L’histoire de l’art du XXe siècle a longtemps défavorisé les peintres ou sculptrices ayant fait le choix de vivre avec un artiste. Songez à Sonia Terk-Delaunay, à Sophie Taeuber-Arp, à Dorothea Tanning (mariée à Max Ernst) ou encore à Lee Krasner (épouse de Jackson Pollock), dont les œuvres, dans le récit d’une modernité héroïque et pionnière, ont été en grande partie éclipsées par celles de leur compagnon ou définies à l’aune de leurs rapports avec celui-ci. Anna-Eva Bergman (1909-1987), auteure d’un œuvre pourtant conséquent, a connu le même sort : jusqu’à récemment, elle est restée, aux yeux des responsables institutionnels comme des historiens d’art, dans l’ombre de son époux Hans Hartung.

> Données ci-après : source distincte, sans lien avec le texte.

//! Heatmap of the result grid: K along x, eps along y.

use std::fs;
use std::path::Path;

use plotters::coord::Shift;
use plotters::prelude::*;
use serde::{Deserialize, Serialize};
use serde_with::{serde_as, DefaultOnNull};

use crate::grid::ResultGrid;
use crate::SweepError;

const COLORBAR_WIDTH: u32 = 160;
const COLORBAR_STEPS: usize = 256;
const NAN_COLOR: RGBColor = RGBColor(200, 200, 200);

// Diverging ice/fire palette, dark at the centre.
const ICE_FIRE: [(f64, (u8, u8, u8)); 9] = [
    (0.0, (183, 230, 226)),
    (0.17, (92, 173, 220)),
    (0.33, (62, 96, 193)),
    (0.45, (45, 40, 75)),
    (0.5, (31, 30, 33)),
    (0.55, (76, 31, 48)),
    (0.67, (173, 42, 52)),
    (0.83, (236, 110, 54)),
    (1.0, (255, 236, 176)),
];

#[serde_as]
#[derive(Debug, Clone, PartialEq, Serialize, Deserialize)]
#[serde(default)]
pub struct PlotSettings {
    #[serde_as(as = "DefaultOnNull")]
    pub vmin: f64,
    #[serde_as(as = "DefaultOnNull")]
    pub vcenter: f64,
    #[serde_as(as = "DefaultOnNull")]
    pub vmax: f64,
    /// Cells within this distance of `vcenter` are drawn white
    #[serde_as(as = "DefaultOnNull")]
    pub highlight_band: f64,
    /// Label every n-th cell along each axis
    #[serde_as(as = "DefaultOnNull")]
    pub tick_every: usize,
    #[serde_as(as = "DefaultOnNull")]
    pub width: u32,
    #[serde_as(as = "DefaultOnNull")]
    pub height: u32,
    pub caption: String,
}

impl Default for PlotSettings {
    fn default() -> Self {
        Self {
            vmin: 0.3,
            vcenter: 0.5,
            vmax: 0.6,
            highlight_band: 0.0002,
            tick_every: 200,
            width: 1600,
            height: 800,
            caption: "Stationary probability of p >= 0.5".to_string(),
        }
    }
}

impl PlotSettings {
    pub fn validate(&self) -> Result<(), SweepError> {
        if !(self.vmin < self.vcenter && self.vcenter < self.vmax) {
            return Err(SweepError::InvalidConfig(
                "plot bounds must satisfy vmin < vcenter < vmax".to_string(),
            ));
        }
        if !(self.highlight_band.is_finite() && self.highlight_band >= 0.0) {
            return Err(SweepError::InvalidConfig(
                "plot highlight_band must be finite and non-negative".to_string(),
            ));
        }
        if self.tick_every == 0 {
            return Err(SweepError::InvalidConfig(
                "plot tick_every must be greater than zero".to_string(),
            ));
        }
        if self.width <= COLORBAR_WIDTH * 2 || self.height < 200 {
            return Err(SweepError::InvalidConfig(format!(
                "plot size must be wider than {} px and at least 200 px tall",
                COLORBAR_WIDTH * 2
            )));
        }
        Ok(())
    }

    /// Two-slope normalisation: `[vmin, vcenter]` maps onto `[0, 0.5]` and
    /// `[vcenter, vmax]` onto `[0.5, 1]`, clamped.
    pub fn normalize(&self, value: f64) -> f64 {
        let t = if value < self.vcenter {
            0.5 * (value - self.vmin) / (self.vcenter - self.vmin)
        } else {
            0.5 + 0.5 * (value - self.vcenter) / (self.vmax - self.vcenter)
        };
        t.clamp(0.0, 1.0)
    }

    pub fn is_highlighted(&self, value: f64) -> bool {
        (value - self.vcenter).abs() <= self.highlight_band
    }

    pub fn cell_color(&self, value: f64) -> RGBColor {
        if value.is_nan() {
            NAN_COLOR
        } else {
            ice_fire(self.normalize(value))
        }
    }
}

/// Linear interpolation through the palette stops, `t` in `[0, 1]`.
pub fn ice_fire(t: f64) -> RGBColor {
    let t = t.clamp(0.0, 1.0);
    let upper = ICE_FIRE
        .iter()
        .position(|&(stop, _)| stop >= t)
        .unwrap_or(ICE_FIRE.len() - 1)
        .max(1);
    let (t0, c0) = ICE_FIRE[upper - 1];
    let (t1, c1) = ICE_FIRE[upper];
    let w = if t1 > t0 { (t - t0) / (t1 - t0) } else { 0.0 };
    let mix = |a: u8, b: u8| (a as f64 + w * (b as f64 - a as f64)).round() as u8;
    RGBColor(mix(c0.0, c1.0), mix(c0.1, c1.1), mix(c0.2, c1.2))
}

fn axis_index(position: f64, len: usize) -> usize {
    (position.max(0.0) as usize).min(len.saturating_sub(1))
}

pub fn k_tick_label(k_values: &[f64], position: f64) -> String {
    if k_values.is_empty() {
        return String::new();
    }
    let k = k_values[axis_index(position, k_values.len())];
    if k.fract() == 0.0 {
        format!("{k:.0}")
    } else {
        format!("{k:.2}")
    }
}

pub fn eps_tick_label(eps_values: &[f64], position: f64) -> String {
    if eps_values.is_empty() {
        return String::new();
    }
    format!("{:.1e}", eps_values[axis_index(position, eps_values.len())])
}

fn label_count(len: usize, every: usize) -> usize {
    (len / every.max(1) + 1).max(2)
}

fn plot_error<E: std::fmt::Display>(err: E) -> SweepError {
    SweepError::Plot(err.to_string())
}

/// Renders the grid to a PNG with a colour bar on the right.
pub fn plot_heatmap(
    grid: &ResultGrid,
    settings: &PlotSettings,
    path: &Path,
) -> Result<(), SweepError> {
    settings.validate()?;
    if let Some(parent) = path.parent() {
        fs::create_dir_all(parent)?;
    }

    let (m, n) = grid.shape();
    let k_values = grid.k_values();
    let eps_values = grid.eps_values();

    let root = BitMapBackend::new(path, (settings.width, settings.height)).into_drawing_area();
    root.fill(&WHITE).map_err(plot_error)?;
    let (main, bar) = root.split_horizontally(settings.width - COLORBAR_WIDTH);

    let mut chart = ChartBuilder::on(&main)
        .caption(&settings.caption, ("sans-serif", 30).into_font())
        .margin(20)
        .x_label_area_size(60)
        .y_label_area_size(100)
        .build_cartesian_2d(0.0..m as f64, 0.0..n as f64)
        .map_err(plot_error)?;

    let k_label = |x: &f64| k_tick_label(k_values, *x);
    let eps_label = |y: &f64| eps_tick_label(eps_values, *y);
    chart
        .configure_mesh()
        .disable_mesh()
        .x_desc("K")
        .y_desc("eps")
        .axis_desc_style(("sans-serif", 22))
        .x_labels(label_count(m, settings.tick_every))
        .y_labels(label_count(n, settings.tick_every))
        .x_label_formatter(&k_label)
        .y_label_formatter(&eps_label)
        .draw()
        .map_err(plot_error)?;

    // eps grows upward, so row j of the transposed grid sits at y = j.
    chart
        .draw_series((0..m).flat_map(|i| {
            (0..n).map(move |j| {
                let (x, y) = (i as f64, j as f64);
                Rectangle::new(
                    [(x, y), (x + 1.0, y + 1.0)],
                    settings.cell_color(grid.get(i, j)).filled(),
                )
            })
        }))
        .map_err(plot_error)?;

    chart
        .draw_series(
            (0..m)
                .flat_map(|i| (0..n).map(move |j| (i, j)))
                .filter(|&(i, j)| settings.is_highlighted(grid.get(i, j)))
                .map(|(i, j)| {
                    let (x, y) = (i as f64, j as f64);
                    Rectangle::new([(x, y), (x + 1.0, y + 1.0)], WHITE.filled())
                }),
        )
        .map_err(plot_error)?;

    draw_colorbar(&bar, settings)?;
    root.present().map_err(plot_error)?;
    Ok(())
}

fn draw_colorbar(
    area: &DrawingArea<BitMapBackend<'_>, Shift>,
    settings: &PlotSettings,
) -> Result<(), SweepError> {
    let mut chart = ChartBuilder::on(area)
        .margin_top(70)
        .margin_bottom(80)
        .margin_right(20)
        .y_label_area_size(90)
        .build_cartesian_2d(0.0..1.0, settings.vmin..settings.vmax)
        .map_err(plot_error)?;

    chart
        .configure_mesh()
        .disable_mesh()
        .disable_x_axis()
        .y_desc("integral")
        .axis_desc_style(("sans-serif", 22))
        .y_labels(7)
        .draw()
        .map_err(plot_error)?;

    let span = settings.vmax - settings.vmin;
    let step = span / COLORBAR_STEPS as f64;
    chart
        .draw_series((0..COLORBAR_STEPS).map(|idx| {
            let lo = settings.vmin + idx as f64 * step;
            let color = settings.cell_color(lo + 0.5 * step);
            Rectangle::new([(0.0, lo), (1.0, lo + step)], color.filled())
        }))
        .map_err(plot_error)?;

    Ok(())
}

Les travaux de la Fondation Hartung-Bergman – créée en 1994 et où sont conservées les archives de l’artiste –, les publications de chercheurs tels que Ole Henrik Moe et Christine Lamothe, et les expositions organisées ces dernières années (Domaine de Kerguéhennec, à Bignan, en Bretagne, en 2017 ; musée des Beaux-Arts de Caen, en 2019-2020), permettent petit à petit de révéler son importance. Gageons que cette biographie, suivie d’une rétrospective au musée d’Art moderne de Paris en mars 2023, contribuera à accélérer une reconnaissance amplement justifiée.

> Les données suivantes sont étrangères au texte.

//! Stationary-measure parameter sweep for a one-dimensional diffusion
//! approximation of a resource-competition model.
//!
//! For every `(K, eps)` pair on a grid the sweep integrates the speed density
//! of the diffusion and reports the stationary probability that the allele
//! frequency is at least one half. Results are written as CSV and rendered as
//! a heatmap.

pub mod config;
pub mod density;
pub mod grid;
pub mod logging;
pub mod model;
pub mod output;
pub mod plot;
pub mod quadrature;
pub mod sweep;

use thiserror::Error;

pub use config::SweepConfig;
pub use density::SpeedMeasure;
pub use grid::{AxisSpec, ParameterGrid, ResultGrid};
pub use model::{diffusion_squared, drift, DiffusionPolicy, ModelParams};
pub use output::create_timestamped_output_dir;
pub use quadrature::{ConvergencePolicy, Quadrature, QuadratureOptions};
pub use sweep::{
    run_sweep, run_sweep_into_dir, stationary_probability, CellEstimate, CellFailure, SweepOutcome,
};

/// Failure of a single numerical evaluation. Always local to one grid cell.
#[derive(Debug, Clone, PartialEq, Error)]
pub enum NumericalError {
    #[error("integrand is not finite at x = {x}: {value}")]
    NonFiniteIntegrand { x: f64, value: f64 },
    #[error("diffusion term is not positive at p = {p}: {value}")]
    NonPositiveDiffusion { p: f64, value: f64 },
    #[error("quadrature did not converge: value {value}, estimated error {abs_error}")]
    NotConverged { value: f64, abs_error: f64 },
    #[error("normalizing integral is not finite and positive: {value}")]
    DegenerateNormalizer { value: f64 },
    #[error("probability estimate {value} lies outside [0, 1]")]
    ProbabilityOutOfRange { value: f64 },
}

#[derive(Debug, Error)]
pub enum SweepError {
    #[error("io error: {0}")]
    Io(#[from] std::io::Error),
    #[error("csv error: {0}")]
    Csv(#[from] csv::Error),
    #[error("json error: {0}")]
    Json(#[from] serde_json::Error),
    #[error("invalid configuration: {0}")]
    InvalidConfig(String),
    #[error("{context} length mismatch: expected {expected}, got {got}")]
    LengthMismatch {
        context: &'static str,
        expected: usize,
        got: usize,
    },
    #[error("parse error: {0}")]
    Parse(String),
    #[error("plot error: {0}")]
    Plot(String),
    #[error("logging setup failed: {0}")]
    Logging(String),
    #[error(transparent)]
    Numerical(#[from] NumericalError),
}

/// Runs the configured sweep and writes every artefact into a fresh
/// timestamped directory under `output_root`.
pub fn run_configured_sweep(
    config: &SweepConfig,
    output_root: &std::path::Path,
) -> Result<output::RunSummary, SweepError> {
    config.validate()?;
    let output_dir = create_timestamped_output_dir(output_root)?;
    sweep::write_run(config, &output_dir)
}

#[cfg(test)]
mod tests {
    use super::*;

    #[test]
    fn configured_sweep_writes_into_fresh_run_dir() {
        let root = tempfile::tempdir().unwrap();
        let config = SweepConfig {
            k_axis: AxisSpec::Values(vec![500.0]),
            eps_axis: AxisSpec::Values(vec![0.0, 0.002]),
            enable_plot: false,
            ..SweepConfig::default()
        };

        let summary = run_configured_sweep(&config, root.path()).unwrap();
        assert_eq!(summary.outputs.output_dir.parent(), Some(root.path()));
        assert!(summary.outputs.grid_csv_path.exists());
        assert!(summary.outputs.summary_path.exists());
        assert_eq!(summary.shape, (1, 2));
    }

    #[test]
    fn invalid_config_creates_no_run_dir() {
        let root = tempfile::tempdir().unwrap();
        let config = SweepConfig {
            mutation_rate: -1.0,
            ..SweepConfig::coarse()
        };

        assert!(matches!(
            run_configured_sweep(&config, root.path()),
            Err(SweepError::InvalidConfig(_))
        ));
        assert_eq!(std::fs::read_dir(root.path()).unwrap().count(), 0);
    }
}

« TOUT DOIT IRRADIER LA LUMIÈRE »
Thomas Schlesser, s’appuyant sur les innombrables écrits et documents laissés par l’artiste à sa mort, raconte une vie sinueuse, riche et souvent tragique : « Anna-Eva Bergman devient Anna-Eva Bergman malgré l’enfance bafouée par les coups, la désaffection d’un milieu familial chaotique, les détraquages d’une santé vacillante, le contexte de haine politique de l’Europe du XXe siècle.» On suit la peintre à travers l’Europe, de Stockholm, sa ville natale, à Oslo, en passant par Paris, où elle rencontre Hans Hartung, sans oublier ses années berlinoises, minorquines ou italiennes. Dans ce contexte biographique sont examinés son intérêt pour la nouvelle objectivité, sa passion pour le nombre d’or, puis, au début des années 1950, l’avènement d’une maturité esthétique avec la création d’un registre de formes épurées essentiellement empruntées au monde naturel (montagne, horizon, mer, astres, etc.) et mises au service d’une vision quasi mystique. Sous la plume de Thomas Schlesser, porté par son sujet jusqu’à un certain lyrisme, Anna-Eva Bergman, en quête d’absolu, apparaît comme une artiste résolue et indépendante, une personnalité cultivée et littéraire – elle est un temps journaliste et connaît le succès avec son livre Turid en Méditerranée (1942), relatant sa vie à Minorque avec Hans Hartung –, mais aussi comme une femme qui souffre, physiquement et moralement, rongée par la maladie et l’alcoolisme. On peut cependant regretter que le récit de la vie matérielle d’Anna-Eva Bergman prenne parfois le pas sur celui de sa vie intellectuelle et spirituelle, qui transparaît si puissamment dans ses tableaux.
-
Thomas Schlesser, Anna-Eva Bergman. Vies lumineuses, Paris, Gallimard, 2022, 384 pages, 29 euros.